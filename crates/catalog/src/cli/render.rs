//! Output formatting for the catalog CLI.
//!
//! Products are rendered as fixed-width cards laid out in a grid of one to three
//! columns, depending on terminal width. Every function here returns a `String`; the
//! command handlers decide where it goes.

use super::styles::THEME;
use catalogapp::image::describe_data_uri;
use catalogapp::model::Product;
use catalogapp::outcome::{CmdMessage, MessageLevel};
use console::{Style, Term};
use serde::Serialize;
use unicode_width::{UnicodeWidthChar, UnicodeWidthStr};

/// Outer width of one card, borders included.
pub const CARD_WIDTH: usize = 34;
pub const GUTTER: usize = 2;
pub const MAX_COLUMNS: usize = 3;
const DESCRIPTION_LINES: usize = 3;
const FALLBACK_WIDTH: usize = 80;

#[derive(Debug, Clone, Copy)]
pub struct RenderOptions {
    pub width: usize,
    pub color: bool,
}

impl RenderOptions {
    pub fn detect() -> Self {
        let term = Term::stdout();
        let width = term
            .size_checked()
            .map(|(_, cols)| cols as usize)
            .unwrap_or(FALLBACK_WIDTH);
        Self {
            width,
            color: console::colors_enabled(),
        }
    }
}

/// Narrow terminals get one column, medium two, wide three.
pub fn columns_for(width: usize) -> usize {
    ((width + GUTTER) / (CARD_WIDTH + GUTTER)).clamp(1, MAX_COLUMNS)
}

pub fn render_product_grid(products: &[&Product], opts: RenderOptions) -> String {
    if products.is_empty() {
        return format!("{}\n", paint(&THEME.muted, "No products found.", opts.color));
    }

    let columns = columns_for(opts.width);
    let cards: Vec<Vec<String>> = products
        .iter()
        .map(|p| card_lines(p, CARD_WIDTH, opts.color))
        .collect();

    let blank = " ".repeat(CARD_WIDTH);
    let gutter = " ".repeat(GUTTER);
    let mut output = String::new();

    for (row_index, row) in cards.chunks(columns).enumerate() {
        if row_index > 0 {
            output.push('\n');
        }
        let height = row.iter().map(Vec::len).max().unwrap_or(0);
        for line in 0..height {
            let cells: Vec<&str> = row
                .iter()
                .map(|card| card.get(line).map(String::as_str).unwrap_or(&blank))
                .collect();
            output.push_str(cells.join(&gutter).trim_end());
            output.push('\n');
        }
    }

    output
}

fn card_lines(product: &Product, width: usize, color: bool) -> Vec<String> {
    let inner = width.saturating_sub(4);
    let mut lines = Vec::new();

    lines.push(paint(
        &THEME.border,
        &format!("╭{}╮", "─".repeat(width - 2)),
        color,
    ));

    let image = match describe_data_uri(&product.image) {
        Some(summary) => format!("▣ {} · {}", summary.mime, format_bytes(summary.bytes)),
        None => "No image".to_string(),
    };
    lines.push(boxed(&image, &THEME.muted, inner, color));
    lines.push(boxed("", &THEME.muted, inner, color));

    let id = product
        .id
        .map(|id| format!("#{} ", id))
        .unwrap_or_default();
    let name = truncate_to_width(&product.name, inner.saturating_sub(id.width()));
    let title_pad = inner.saturating_sub(id.width() + name.width());
    lines.push(format!(
        "{} {}{}{} {}",
        paint(&THEME.border, "│", color),
        paint(&THEME.id, &id, color),
        paint(&THEME.name, &name, color),
        " ".repeat(title_pad),
        paint(&THEME.border, "│", color),
    ));

    lines.push(boxed(&product.price, &THEME.price, inner, color));
    lines.push(boxed(&product.category, &THEME.category, inner, color));
    for text in wrap_to_width(&product.description, inner, DESCRIPTION_LINES) {
        lines.push(boxed(&text, &Style::new(), inner, color));
    }

    lines.push(paint(
        &THEME.border,
        &format!("╰{}╯", "─".repeat(width - 2)),
        color,
    ));
    lines
}

fn boxed(text: &str, style: &Style, inner: usize, color: bool) -> String {
    let text = truncate_to_width(text, inner);
    let pad = inner.saturating_sub(text.width());
    format!(
        "{} {}{} {}",
        paint(&THEME.border, "│", color),
        paint(style, &text, color),
        " ".repeat(pad),
        paint(&THEME.border, "│", color),
    )
}

/// Every field of one product, for `show`.
pub fn render_product_detail(product: &Product, opts: RenderOptions) -> String {
    let label = |text: &str| paint(&THEME.label, &format!("{:<13}", text), opts.color);
    let mut output = String::new();

    let id = product
        .id
        .map(|id| format!("#{} ", id))
        .unwrap_or_default();
    output.push_str(&format!(
        "{}{}\n",
        paint(&THEME.id, &id, opts.color),
        paint(&THEME.name, &product.name, opts.color)
    ));
    output.push_str(&format!(
        "  {}{}\n",
        label("Price:"),
        paint(&THEME.price, &product.price, opts.color)
    ));
    output.push_str(&format!(
        "  {}{}\n",
        label("Category:"),
        paint(&THEME.category, &product.category, opts.color)
    ));
    let image = match describe_data_uri(&product.image) {
        Some(summary) => format!("{}, {}", summary.mime, format_bytes(summary.bytes)),
        None => paint(&THEME.muted, "No image", opts.color),
    };
    output.push_str(&format!("  {}{}\n", label("Image:"), image));
    output.push_str(&format!("  {}\n", label("Description:").trim_end()));

    let width = opts.width.saturating_sub(4).max(20);
    for line in wrap_to_width(&product.description, width, usize::MAX) {
        output.push_str(&format!("    {}\n", line));
    }

    output
}

pub fn render_json<T: Serialize + ?Sized>(value: &T) -> serde_json::Result<String> {
    let mut output = serde_json::to_string_pretty(value)?;
    output.push('\n');
    Ok(output)
}

/// Errors go to stderr, everything else to stdout. Returns (stdout, stderr).
pub fn render_messages(messages: &[CmdMessage], color: bool) -> (String, String) {
    let mut out = String::new();
    let mut err = String::new();
    for message in messages {
        let (style, target) = match message.level {
            MessageLevel::Info => (&THEME.info, &mut out),
            MessageLevel::Success => (&THEME.success, &mut out),
            MessageLevel::Warning => (&THEME.warning, &mut out),
            MessageLevel::Error => (&THEME.error, &mut err),
        };
        target.push_str(&paint(style, &message.content, color));
        target.push('\n');
    }
    (out, err)
}

pub fn print_messages(messages: &[CmdMessage]) {
    let (out, err) = render_messages(messages, console::colors_enabled());
    print!("{}", out);
    eprint!("{}", err);
}

pub fn format_bytes(bytes: usize) -> String {
    const KIB: f64 = 1024.0;
    const MIB: f64 = KIB * 1024.0;
    let size = bytes as f64;
    if size >= MIB {
        format!("{:.1} MiB", size / MIB)
    } else if size >= KIB {
        format!("{:.1} KiB", size / KIB)
    } else {
        format!("{} B", bytes)
    }
}

fn paint(style: &Style, text: &str, color: bool) -> String {
    style.apply_to(text).force_styling(color).to_string()
}

fn truncate_to_width(s: &str, max_width: usize) -> String {
    if s.width() <= max_width {
        return s.to_string();
    }

    let mut result = String::new();
    let mut current_width = 0;
    let limit = max_width.saturating_sub(1);

    for c in s.chars() {
        let char_width = c.width().unwrap_or(0);
        if current_width + char_width > limit {
            break;
        }
        result.push(c);
        current_width += char_width;
    }
    if max_width > 0 {
        result.push('…');
    }
    result
}

/// Greedy word wrap. Words wider than `width` are cut; overflow past `max_lines`
/// ends the last line with an ellipsis.
fn wrap_to_width(text: &str, width: usize, max_lines: usize) -> Vec<String> {
    let mut lines: Vec<String> = Vec::new();
    let mut current = String::new();

    for word in text.split_whitespace() {
        let word = truncate_to_width(word, width);
        if current.is_empty() {
            current = word;
        } else if current.width() + 1 + word.width() <= width {
            current.push(' ');
            current.push_str(&word);
        } else {
            lines.push(std::mem::replace(&mut current, word));
        }
    }
    if !current.is_empty() {
        lines.push(current);
    }

    if lines.len() > max_lines {
        lines.truncate(max_lines);
        if let Some(last) = lines.last_mut() {
            let shortened = truncate_to_width(last, width.saturating_sub(1));
            *last = format!("{}…", shortened.trim_end_matches('…'));
        }
    }
    lines
}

—————

How many of the lines above contain the string "three"? Give the count alone.

2